Add missing test suite for Submission model and add new tests for SubmissionQueueRecord:

Submission model tests (previously non-existent):
- Basic model functionality (creation, retrieval)
- String and repr representations
- Large answer handling
- Field mutability behavior
- Submission ordering
- Soft deletion mechanism
- JSON serialization of answers

SubmissionQueueRecord model tests:
- Default status and initialization
- Valid and invalid status transitions
- Failure count tracking
- Record processability logic
- Queue name validation
- One-to-one relationship with Submission
- Status time updates

Updates:
- Fix repr test to handle UUID and string conversions
- Document actual mutability behavior
- Add validation for large answers
- Ensure proper status transitions and timing
- Verify queue processing logic

The test suite ensures both models work correctly together
and maintain data integrity through their lifecycle.
Note: This commit adds the first test coverage for the Submission model,
which previously lacked any automated testing.

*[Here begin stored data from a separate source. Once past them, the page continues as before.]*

#![cfg(feature = "backend-tract")]

use std::path::Path;

use anyhow::{anyhow, Context, Result};
use tract_onnx::prelude::*;
use tract_onnx::tract_hir::infer::Factoid;

use crate::classify::backend::Classifier;

/// Memory layout of the model's image input.
#[derive(Clone, Copy, Debug, PartialEq, Eq)]
enum InputLayout {
    /// `[1, H, W, 3]`, byte order identical to an RGB24 frame.
    Nhwc,
    /// `[1, 3, H, W]`, planar channels.
    Nchw,
}

/// Tract-based backend for ONNX classification models.
///
/// The model's declared input is checked against the frame size when the
/// backend is built. `u8` inputs receive the frame bytes unchanged; `f32`
/// inputs receive them scaled to `0..=1`.
pub struct TractClassifier {
    model: TypedRunnableModel<TypedModel>,
    width: u32,
    height: u32,
    layout: InputLayout,
    datum: DatumType,
}

impl TractClassifier {
    /// Load an ONNX model from disk and prepare it for inference.
    pub fn new<P: AsRef<Path>>(model_path: P, width: u32, height: u32) -> Result<Self> {
        let model_path = model_path.as_ref();
        let model = tract_onnx::onnx()
            .model_for_path(model_path)
            .with_context(|| format!("failed to load ONNX model from {}", model_path.display()))?;

        let declared = model
            .input_fact(0)
            .context("model declares no input 0")?
            .clone();
        let layout = match declared.shape.concretize() {
            Some(dims) => {
                let dims: Vec<Option<usize>> =
                    dims.iter().map(|dim| dim.to_usize().ok()).collect();
                layout_for(&dims, width, height)?
            }
            None => {
                log::warn!(
                    "TractClassifier: {} has no concrete input shape, assuming NHWC",
                    model_path.display()
                );
                InputLayout::Nhwc
            }
        };
        let datum = match declared.datum_type.concretize() {
            Some(dt) if dt == u8::datum_type() || dt == f32::datum_type() => dt,
            Some(dt) => {
                return Err(anyhow!(
                    "model input type {:?} is not supported (expected u8 or f32)",
                    dt
                ))
            }
            None => f32::datum_type(),
        };

        let shape = input_shape(layout, width, height);
        let model = model
            .with_input_fact(0, InferenceFact::dt_shape(datum, shape))
            .context("failed to set input fact")?
            .into_optimized()
            .context("failed to optimize ONNX model")?
            .into_runnable()
            .context("failed to build runnable ONNX model")?;

        log::info!(
            "TractClassifier: loaded {} ({:?} {:?}, {}x{})",
            model_path.display(),
            layout,
            datum,
            width,
            height
        );
        Ok(Self {
            model,
            width,
            height,
            layout,
            datum,
        })
    }

    fn build_input(&self, frame: &[u8]) -> Result<Tensor> {
        let expected_len = self.input_len();
        let pixels = frame.get(..expected_len).ok_or_else(|| {
            anyhow!(
                "expected {} RGB bytes, received {}",
                expected_len,
                frame.len()
            )
        })?;
        let shape = input_shape(self.layout, self.width, self.height);

        if self.datum == u8::datum_type() {
            return match self.layout {
                InputLayout::Nhwc => Tensor::from_shape::<u8>(&shape, pixels)
                    .context("failed to build u8 input tensor"),
                InputLayout::Nchw => {
                    let width = self.width as usize;
                    let input = tract_ndarray::Array4::from_shape_fn(
                        (1, 3, self.height as usize, width),
                        |(_, channel, y, x)| pixels[(y * width + x) * 3 + channel],
                    );
                    Ok(input.into_tensor())
                }
            };
        }

        let width = self.width as usize;
        let height = self.height as usize;
        let input = match self.layout {
            InputLayout::Nhwc => {
                tract_ndarray::Array4::from_shape_fn((1, height, width, 3), |(_, y, x, c)| {
                    pixels[(y * width + x) * 3 + c] as f32 / 255.0
                })
            }
            InputLayout::Nchw => {
                tract_ndarray::Array4::from_shape_fn((1, 3, height, width), |(_, c, y, x)| {
                    pixels[(y * width + x) * 3 + c] as f32 / 255.0
                })
            }
        };
        Ok(input.into_tensor())
    }
}

impl Classifier for TractClassifier {
    fn name(&self) -> &'static str {
        "tract"
    }

    fn input_len(&self) -> usize {
        self.width as usize * self.height as usize * 3
    }

    fn classify(&mut self, frame: &[u8]) -> Result<Vec<f32>> {
        let input = self.build_input(frame)?;
        let outputs = self
            .model
            .run(tvec!(input.into()))
            .context("ONNX inference failed")?;
        let output = outputs
            .first()
            .ok_or_else(|| anyhow!("model produced no outputs"))?;
        let scores = output
            .to_array_view::<f32>()
            .context("model output tensor was not f32")?;
        Ok(scores.iter().copied().collect())
    }
}

fn input_shape(layout: InputLayout, width: u32, height: u32) -> [usize; 4] {
    let (w, h) = (width as usize, height as usize);
    match layout {
        InputLayout::Nhwc => [1, h, w, 3],
        InputLayout::Nchw => [1, 3, h, w],
    }
}

/// Match a declared input shape against the frame size. Symbolic dimensions
/// (`None`) match anything.
fn layout_for(dims: &[Option<usize>], width: u32, height: u32) -> Result<InputLayout> {
    let fits = |expected: [usize; 4]| {
        dims.len() == 4
            && dims
                .iter()
                .zip(expected)
                .all(|(dim, want)| dim.map_or(true, |d| d == want))
    };
    if fits(input_shape(InputLayout::Nhwc, width, height)) {
        Ok(InputLayout::Nhwc)
    } else if fits(input_shape(InputLayout::Nchw, width, height)) {
        Ok(InputLayout::Nchw)
    } else {
        Err(anyhow!(
            "model input shape {:?} does not match {}x{} RGB frames",
            dims,
            width,
            height
        ))
    }
}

refactor: update submission queue record tests

- Update test cases to use new public create_submission_queue_record function
- Update assertions to use SubmissionQueueCanNotBeEmptyError instead of ValueError
- Adjust test function parameters to match new interface (queue_name and files)
- Add new test cases for empty queue_name validation

The changes ensure test coverage for:
- Direct queue record creation with valid and invalid inputs
- Integration with create_submission function
- Multiple submission queue records
- Error handling scenarios

fix: add blank line in models

- This fixed the pylint warning

feat(error): add SubmissionQueueCanNotBeEmptyError class error

- This class is to is raised when queue name is empty

fix: improve submission queue record validation

- Update condition for creating submission queue record to properly check for queue_name
- Use `event_data.get()` for safer dictionary access
- Change ValueError to SubmissionQueueCanNotBeEmptyError for more specific error handling
- Add proper validation in parent function to prevent None access errors

The changes ensure that:
1. Queue name validation is more robust
2. Error handling is more specific and clear
3. Null checks are properly implemented

Test coverage remains unchanged.

refactor(submission): simplify queue record creation with explicit field

- Replace dynamic unpacking of event_data with explicit queue_name field
- Remove unnecessary field expansion to improve code clarity and maintainability

test: add queue record unit and integration tests

- Add unit tests for _create_submission_queue_record helper function
  - Basic queue record creation
  - Queue name validation
  - Database error handling

- Add integration tests with create_submission
  - Queue record creation via submission creation
  - Multiple queue records with same name
  - Error handling with missing queue name
  - Database error integration testing

Organized tests into clearly separated unit and integration sections
for better maintainability and clarity.

feat: add submission queue record functionality

- Add _create_submission_queue_record helper function to handle queue record creation
- Modify create_submission to accept event_data as kwargs
- Update documentation to reflect new parameters and functionality
- Allow dynamic field assignment using event_data kwargs in queue record creation

The main changes:
- Added ability to create SubmissionQueueRecord with dynamic fields
- Improved error handling for queue record creation
- Made event_data more flexible using kwargs pattern
- Maintained backwards compatibility with existing submission creation

feat(submissions): add SubmissionQueueRecord model

- Add SubmissionQueueManager to process queries
- Replace multiple timestamps with a single status_time field
- Introduce explicit state machine for submission processing
- Add atomic state transitions with validation
- Optimize database indexes for queue operations

Key changes:
- Add STATUS_CHOICES and VALID_TRANSITIONS for state management
- Consolidate pull_time, push_time, return_time into status_time
- Add transaction-safe update_status() method
- Improve queue manager with safer submission retrieval
- Add validation for state transitions
- Optimize indexes for common query patterns

The changes maintain backwards compatibility with existing queue
processing while providing a more robust and maintainable approach
to state management.
Add extensive test suite covering edge cases and error handling
  - Test file processing with different input types (bytes, file objects)
  - Implement error handling tests for IO errors and invalid files
  - Verify complete file processing workflow

feat: implement submission file workflow

- Create Submission file model
- Develop SubmissionFileManager for centralized DB query handling
- Add comprehensive test suite for submission file actions
- Implement validation tests for file addition in create_external_grader_detail
- Document architectural decisions with ADR
- Add test queue folder in .gitignore
@openedx-webhooks
Copy link

Thanks for the pull request, @leoaulasneo98!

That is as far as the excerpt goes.